For example, if one considers the vector space \begin{align} \mathbb{S}_n = \left\langle 1,u,\ldots,u^n : u \in \left[\alpha,\beta\right]\right\rangle \end{align} of polynomials of degree at most $n$, then its unique strictly totally positive normalized basis is formed by the Bernstein polynomials \begin{align} b_{n,i}\left(u\right) = \binom{n}{i} \left(\frac{u - \alpha}{\beta - \alpha}\right)^i \left(1-\frac{u - \alpha}{\beta - \alpha}\right)^{n-i},~u\in\left[\alpha,\beta\right] \end{align} of degree $n$ and $\overline{u}_i = \alpha + \frac{i}{n} \cdot \left(\beta - \alpha\right)$ for all $i=0,1,\ldots,n$.

Note that, in non-polynomial or mixed vector spaces of functions, in general, we do not know the explicit analytical form of the basis functions $\left\{b_{n,i}\right\}_{i=0}^n$.
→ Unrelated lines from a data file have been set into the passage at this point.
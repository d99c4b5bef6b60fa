//! Working-set operations: adding, deleting and querying orders

use super::core::MatchingCore;
use super::error::MatchingCoreError;
use crate::model::{Order, OrderId, OrderSide};
use dashmap::mapref::entry::Entry;
use std::cmp::Reverse;
use std::sync::Arc;
use tracing::trace;

impl MatchingCore {
    /// Registers a working order with the core.
    ///
    /// The order is indexed by client order id and inserted into the side
    /// list chosen by its side, which is re-sorted before this method
    /// returns: bids descending and asks ascending by priority key, so the
    /// most aggressive order on each side comes first.
    ///
    /// # Errors
    /// Returns [`MatchingCoreError::InvalidOrderType`] for market orders
    /// (they execute upstream and never rest) and
    /// [`MatchingCoreError::OrderAlreadyExists`] when the client order id is
    /// already working. State is untouched on error.
    pub fn add_order(&self, order: Arc<Order>) -> Result<(), MatchingCoreError> {
        if !order.order_type().is_passive() {
            return Err(MatchingCoreError::InvalidOrderType {
                order_type: order.order_type(),
            });
        }

        match self.orders.entry(order.client_order_id()) {
            Entry::Occupied(_) => {
                return Err(MatchingCoreError::OrderAlreadyExists {
                    client_order_id: order.client_order_id(),
                });
            }
            Entry::Vacant(entry) => {
                entry.insert(Arc::clone(&order));
            }
        }

        trace!("Adding order {order}");
        match order.side() {
            OrderSide::Buy => {
                let mut bids = self.bids_write();
                bids.push(order);
                bids.sort_by_key(|o| Reverse(o.priority_key()));
            }
            OrderSide::Sell => {
                let mut asks = self.asks_write();
                asks.push(order);
                asks.sort_by_key(|o| o.priority_key());
            }
        }

        Ok(())
    }

    /// Removes a working order from the core.
    ///
    /// Idempotent: deleting an unknown id is a no-op. A sweep already in
    /// flight keeps its snapshot of the working set; it defends against
    /// deleted-and-closed orders via the closed flag.
    pub fn delete_order(&self, client_order_id: &OrderId) {
        let Some((_, order)) = self.orders.remove(client_order_id) else {
            trace!("delete_order: {client_order_id} not in the working set");
            return;
        };

        trace!("Deleting order {order}");
        match order.side() {
            OrderSide::Buy => {
                self.bids_write()
                    .retain(|o| o.client_order_id() != *client_order_id);
            }
            OrderSide::Sell => {
                self.asks_write()
                    .retain(|o| o.client_order_id() != *client_order_id);
            }
        }
    }

    /// Looks up a working order by client order id.
    #[must_use]
    pub fn get_order(&self, client_order_id: &OrderId) -> Option<Arc<Order>> {
        self.orders
            .get(client_order_id)
            .map(|entry| Arc::clone(entry.value()))
    }

    /// Returns `true` if an order with the given id is working.
    #[must_use]
    pub fn order_exists(&self, client_order_id: &OrderId) -> bool {
        self.orders.contains_key(client_order_id)
    }

    /// All working orders: the bid list followed by the ask list.
    ///
    /// Each side keeps its own priority order; the concatenation is not
    /// globally sorted.
    #[must_use]
    pub fn get_orders(&self) -> Vec<Arc<Order>> {
        let bids = self.bids_read();
        let asks = self.asks_read();
        bids.iter().chain(asks.iter()).cloned().collect()
    }

    /// The buy-side working orders, most aggressive (highest key) first.
    #[must_use]
    pub fn get_orders_bid(&self) -> Vec<Arc<Order>> {
        self.bids_read().clone()
    }

    /// The sell-side working orders, most aggressive (lowest key) first.
    #[must_use]
    pub fn get_orders_ask(&self) -> Vec<Arc<Order>> {
        self.asks_read().clone()
    }

    /// The number of working orders.
    #[must_use]
    pub fn order_count(&self) -> usize {
        self.orders.len()
    }

    /// The number of buy-side working orders.
    #[must_use]
    pub fn bid_order_count(&self) -> usize {
        self.bids_read().len()
    }

    /// The number of sell-side working orders.
    #[must_use]
    pub fn ask_order_count(&self) -> usize {
        self.asks_read().len()
    }
}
Consider now a sufficiently smooth non-negative kernel function $\rho\left(u;\sigma\right)$, $u \in \mathbb{R}$ of shape parameter $\sigma \geq 0$ and based on the maximum points $\left\{\overline{u}_i\right\}_{i=0}^{n}$ define the system \begin{align} \mathcal{R}_n^{\sigma}:=\left\{\rho_{n,i}\left(u;\sigma\right):=\rho\left(u-\overline{u}_i; \sigma\right): u \in \left[\alpha,\beta\right]\right\}_{i=0}^n \end{align} of radial basis functions such that:

the length of the support $\operatorname{supp}\left(\rho\right)=\overline{\left\{u \in \mathbb{R} : \rho\left(u;\sigma\right) \neq 0\right\}}$ is at least $2\left(\beta - \alpha\right)$;
$\rho$ is a bell-shaped unimodal even function;
and, concerning the shape parameter $\sigma \geq 0$, one also has the properties: \begin{align*} \rho\left(u; 0\right) &= 1,~ \forall u \in \mathbb{R},\\ \\ \lim_{\sigma \to \infty }\rho\left(u; 0\right) &= \left\{\begin{array}{ll}0,&u \neq 0,\\ 1,&u = 0.\end{array}\right. \end{align*}

For example, one may consider the Gaussian kernel function $\rho\left(u;\sigma\right) = e^{-\left(\sigma u\right)^2}$, $u \in \mathbb{R}$, $\sigma \geq 0$, but my question below is independent of the type of the applied kernel function.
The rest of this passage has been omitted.